Geographical distribution: This is a new feature in the high-performance computing space that is the sharing and federation of data: data and computing resources are deployed in different locations while still being accessible to users, applications, and workflows. In the reference architecture, the data hub and load orchestrator are closely related to this.

Many of the world's leading healthcare and life sciences organizations are actively exploring such architectures to support their integrated research computing infrastructure. The following sections describe key components, best practices, and project experience for such a reference architecture.

Data hub

Data management is the most fundamental capability of the genomics research platform, because massive amounts of data need to be processed at the right time and place at the right cost.

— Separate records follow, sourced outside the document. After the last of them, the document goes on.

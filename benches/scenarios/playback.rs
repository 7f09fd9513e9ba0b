//! Benchmarks for the player graph and engine render loop.

use std::hint::black_box;

use criterion::{BenchmarkId, Criterion};
use saavy_transpose::{
    config::EngineConfig,
    engine::{ManualClock, PlaybackEngine},
    graph::{GraphNode, PlayerGraph, RenderCtx},
    io::{AudioSource, DecodedBuffer},
};

use crate::{test_signal, BLOCK_SIZES};

pub fn bench_playback(c: &mut Criterion) {
    let mut group = c.benchmark_group("scenarios/playback");
    let buffer = DecodedBuffer::from_samples(test_signal(), 44_100, 1);
    let config = EngineConfig::default();
    let ctx = RenderCtx::new(48_000.0);

    for &size in BLOCK_SIZES {
        let mut out = vec![0.0f32; size];

        // === GRAPH ONLY ===
        // player → gain → analyser → compressor, transposed down a fourth
        let mut graph = PlayerGraph::new(&buffer, &config, 48_000.0);
        graph.player.set_detune(-500.0);
        graph.player.start(0.0);
        group.bench_with_input(BenchmarkId::new("graph", size), &size, |b, _| {
            b.iter(|| {
                if graph.player.is_finished() {
                    graph.player.start(0.0);
                }
                graph.render_block(black_box(&mut out), black_box(&ctx));
            })
        });

        // === ENGINE WITH LIVE EDITS ===
        // pitch and tempo change every block, as when a user holds a key
        let mut engine = PlaybackEngine::new(ManualClock::new(), config, 48_000.0);
        engine.load_buffer(AudioSource::new("bench.wav"), buffer.clone(), 0);
        let _ = engine.play();
        let mut step = 0i32;
        group.bench_with_input(BenchmarkId::new("engine_live_edits", size), &size, |b, _| {
            b.iter(|| {
                step = (step + 1) % 24;
                let _ = engine.set_pitch(step - 12);
                let _ = engine.set_tempo(0.8 + step as f32 * 0.01);
                engine.render_block(black_box(&mut out));
            })
        });
    }

    group.finish();
}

In terms of time, it can be a few hours of data analysis in a high-performance computing system. If the data needs to be recalled from the storage archive for re-analysis, it may take several years. In terms of space, near-line storage or remote physical storage in the cloud can be implemented between local infrastructures.

Data management challenge

The four Vs of big data are precisely the challenges of genomic data management: very large data streams and volumes (volumes), demanding I/O speed and throughput requirements (data access speed Velocity), fast-evolving data types And analytical methods (data diversity Variety), as well as the ability to share and explore the environment and reliability of large amounts of data (data confidence Veracity). In addition, there are regulations (patient data privacy and protection), additional requirements such as seed source management (full version control and audit trail) and workflow orchestration, making data management more difficult.

The amount of data

Genomic data is constantly evolving due to the sharp decline in sequencing costs. For AMRC, an academic medical research center equipped with next-generation sequencing technology, it has become commonplace to double the data storage capacity every 6 to 12 months. As a cutting-edge research institution in New York, AMRC started with 300 terabytes of data storage capacity in 2013. By the end of 2013, the amount of storage surged by more than 1 PB (1000 TB), and the total storage volume was three times over 12 months ago. Even more surprising is that this growth is still accelerating and continues to this day. For some of the world's leading genomic medicine projects, such as the English Genome (UK), the Saudi Arabian Genome (Qatar), the Million Elite Project (USA), and the National Gene Bank of China, the starting point or benchmark for data volume is no longer in gigabytes. The section (TB) counts, but hundreds of thousands of beats (PB).

Data access speed

The genomic platform has a very demanding data access speed for three reasons:

The file is very large: in genetic research, the file is usually used to store the genomic information of the subject, which can be a single patient or a group of patients. There are two main types: binary queues or graphs, ie BAM (generated by genomic sequence alignment) and variant call files, VCF (genetic variants obtained after processing). These files are often larger than 1 TB and can occupy typical genomic data warehouse storage. Half of the amount. In addition, by expanding the scope of the study and using higher coverage resolutions, more genomic information (eg, 30 to 100 times the genome) can be derived, which can result in a rapid increase in stored files. Since genomic research often evolves from studies of rare variants (single patient variants) to common variant studies, a new need arises: the extraction of samples from thousands of patients. Take the assumption provided by the Broad Institute as an example: for 57,000 shared samples, the BAM input file has 1.4PB and the VCF output file has 2.35TB, both of which are massive data measured by existing standards, but may It will become very common in the near future.

Many small files: These files are used to store raw or temporary genomic information, such as sequencer output (like Illumina's BCL format file). They are typically less than 64KB and can account for more than half of the typical genomic data warehouse files. Unlike processing large files, because each file's I/O requires two operations on data and metadata, the load of generating and accessing a large number of files can be very large. If the speed is measured in operations per second (IOPS), the underlying layer The storage system's IOPS can reach millions of times. It is thus conceivable that for AMRC's infrastructure in San Diego, no optimizations have been made for the storage of small file processing, such as BCL conversion (such as Illumina's CASAVA algorithm). The load will be limited due to the limited I/O capacity of the infrastructure ( Especially IOPS), resulting in the exhaustion of computing resources and eventually paralysis. Benchmarks confirm that CPU efficiency drops to single digits as computing power is wasted waiting for data to be in place. To alleviate this computational bottleneck, data caching is required to move I/O operations from disk to memory.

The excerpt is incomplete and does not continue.